Brief ▸ Produce a verbatim copy of the entries listed below.

------ Provided information ------

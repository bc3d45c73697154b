//! Canonical Huffman codes limited to 16-bit code lengths.
//!
//! Codes are assigned in symbol order within each length, shortest lengths first, which is the assignment the
//! UEFI decompressor reconstructs from the transmitted code lengths.
//!
//! ## License
//!
//! Copyright (c) Microsoft Corporation.
//!
//! SPDX-License-Identifier: Apache-2.0
//!
use alloc::{collections::BinaryHeap, vec, vec::Vec};
use core::cmp::Reverse;

use crate::MAX_CODE_LENGTH;

const NIL: usize = usize::MAX;

/// Number of symbols with a non-zero frequency.
pub(crate) fn used_symbols(frequencies: &[u32]) -> usize {
    frequencies.iter().filter(|frequency| **frequency > 0).count()
}

/// Huffman code lengths for `frequencies`, each at most 16 bits.
///
/// Fewer than two used symbols need no code at all, so every length is zero in that case.
pub(crate) fn code_lengths(frequencies: &[u32]) -> Vec<u8> {
    let mut lengths = vec![0u8; frequencies.len()];
    if used_symbols(frequencies) < 2 {
        return lengths;
    }

    let mut weights = frequencies.to_vec();
    loop {
        assign_lengths(&weights, &mut lengths);
        if lengths.iter().all(|length| *length <= MAX_CODE_LENGTH) {
            return lengths;
        }
        // Flatten the distribution until the tree is shallow enough.
        for weight in weights.iter_mut().filter(|weight| **weight > 0) {
            *weight = (*weight).div_ceil(2);
        }
    }
}

fn assign_lengths(weights: &[u32], lengths: &mut [u8]) {
    let mut parent = vec![NIL; weights.len()];
    let mut heap = BinaryHeap::new();
    for (symbol, weight) in weights.iter().enumerate().filter(|(_, weight)| **weight > 0) {
        heap.push(Reverse((*weight as u64, symbol)));
    }

    while heap.len() > 1 {
        let (Some(Reverse((left_weight, left))), Some(Reverse((right_weight, right)))) = (heap.pop(), heap.pop())
        else {
            break;
        };
        let node = parent.len();
        parent.push(NIL);
        parent[left] = node;
        parent[right] = node;
        heap.push(Reverse((left_weight + right_weight, node)));
    }

    for (symbol, length) in lengths.iter_mut().enumerate() {
        *length = 0;
        if weights[symbol] == 0 {
            continue;
        }
        let mut depth = 0u32;
        let mut node = symbol;
        while parent[node] != NIL {
            node = parent[node];
            depth += 1;
        }
        *length = depth.min(u8::MAX as u32) as u8;
    }
}

/// Canonical codes for `lengths`. Symbols with a zero length get code zero and are never emitted.
pub(crate) fn canonical_codes(lengths: &[u8]) -> Vec<u16> {
    let mut count = [0u32; MAX_CODE_LENGTH as usize + 2];
    for length in lengths.iter().filter(|length| **length > 0) {
        count[*length as usize] += 1;
    }
    let mut next = [0u32; MAX_CODE_LENGTH as usize + 2];
    for length in 1..=MAX_CODE_LENGTH as usize {
        next[length + 1] = (next[length] + count[length]) << 1;
    }

    lengths
        .iter()
        .map(|length| match *length {
            0 => 0,
            length => {
                let code = next[length as usize];
                next[length as usize] += 1;
                code as u16
            }
        })
        .collect()
}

------

Response area ▸
repository bc3d45c73697154b
//! Canonical Huffman codes limited to 16-bit code lengths.
//!
//! Codes are assigned in symbol order within each length, shortest lengths first, which is the assignment the
//! UEFI decompressor reconstructs from the transmitted code lengths.
//!
//! ## License
//!
//! Copyright (c) Microsoft Corporation.
//!
//! SPDX-License-Identifier: Apache-2.0
//!
use alloc::{collections::BinaryHeap, vec, vec::Vec};
use core::cmp::Reverse;

use crate::MAX_CODE_LENGTH;

const NIL: usize = usize::MAX;

/// Number of symbols with a non-zero frequency.
pub(crate) fn used_symbols(frequencies: &[u32]) -> usize {
    frequencies.iter().filter(|frequency| **frequency > 0).count()
}

/// Huffman code lengths for `frequencies`, each at most 16 bits.
///
/// Fewer than two used symbols need no code at all, so every length is zero in that case.
pub(crate) fn code_lengths(frequencies: &[u32]) -> Vec<u8> {
    let mut lengths = vec![0u8; frequencies.len()];
    if used_symbols(frequencies) < 2 {
        return lengths;
    }

    let mut weights = frequencies.to_vec();
    loop {
        assign_lengths(&weights, &mut lengths);
        if lengths.iter().all(|length| *length <= MAX_CODE_LENGTH) {
            return lengths;
        }
        // Flatten the distribution until the tree is shallow enough.
        for weight in weights.iter_mut().filter(|weight| **weight > 0) {
            *weight = (*weight).div_ceil(2);
        }
    }
}

fn assign_lengths(weights: &[u32], lengths: &mut [u8]) {
    let mut parent = vec![NIL; weights.len()];
    let mut heap = BinaryHeap::new();
    for (symbol, weight) in weights.iter().enumerate().filter(|(_, weight)| **weight > 0) {
        heap.push(Reverse((*weight as u64, symbol)));
    }

    while heap.len() > 1 {
        let (Some(Reverse((left_weight, left))), Some(Reverse((right_weight, right)))) = (heap.pop(), heap.pop())
        else {
            break;
        };
        let node = parent.len();
        parent.push(NIL);
        parent[left] = node;
        parent[right] = node;
        heap.push(Reverse((left_weight + right_weight, node)));
    }

    for (symbol, length) in lengths.iter_mut().enumerate() {
        *length = 0;
        if weights[symbol] == 0 {
            continue;
        }
        let mut depth = 0u32;
        let mut node = symbol;
        while parent[node] != NIL {
            node = parent[node];
            depth += 1;
        }
        *length = depth.min(u8::MAX as u32) as u8;
    }
}

/// Canonical codes for `lengths`. Symbols with a zero length get code zero and are never emitted.
pub(crate) fn canonical_codes(lengths: &[u8]) -> Vec<u16> {
    let mut count = [0u32; MAX_CODE_LENGTH as usize + 2];
    for length in lengths.iter().filter(|length| **length > 0) {
        count[*length as usize] += 1;
    }
    let mut next = [0u32; MAX_CODE_LENGTH as usize + 2];
    for length in 1..=MAX_CODE_LENGTH as usize {
        next[length + 1] = (next[length] + count[length]) << 1;
    }

    lengths
        .iter()
        .map(|length| match *length {
            0 => 0,
            length => {
                let code = next[length as usize];
                next[length as usize] += 1;
                code as u16
            }
        })
        .collect()
}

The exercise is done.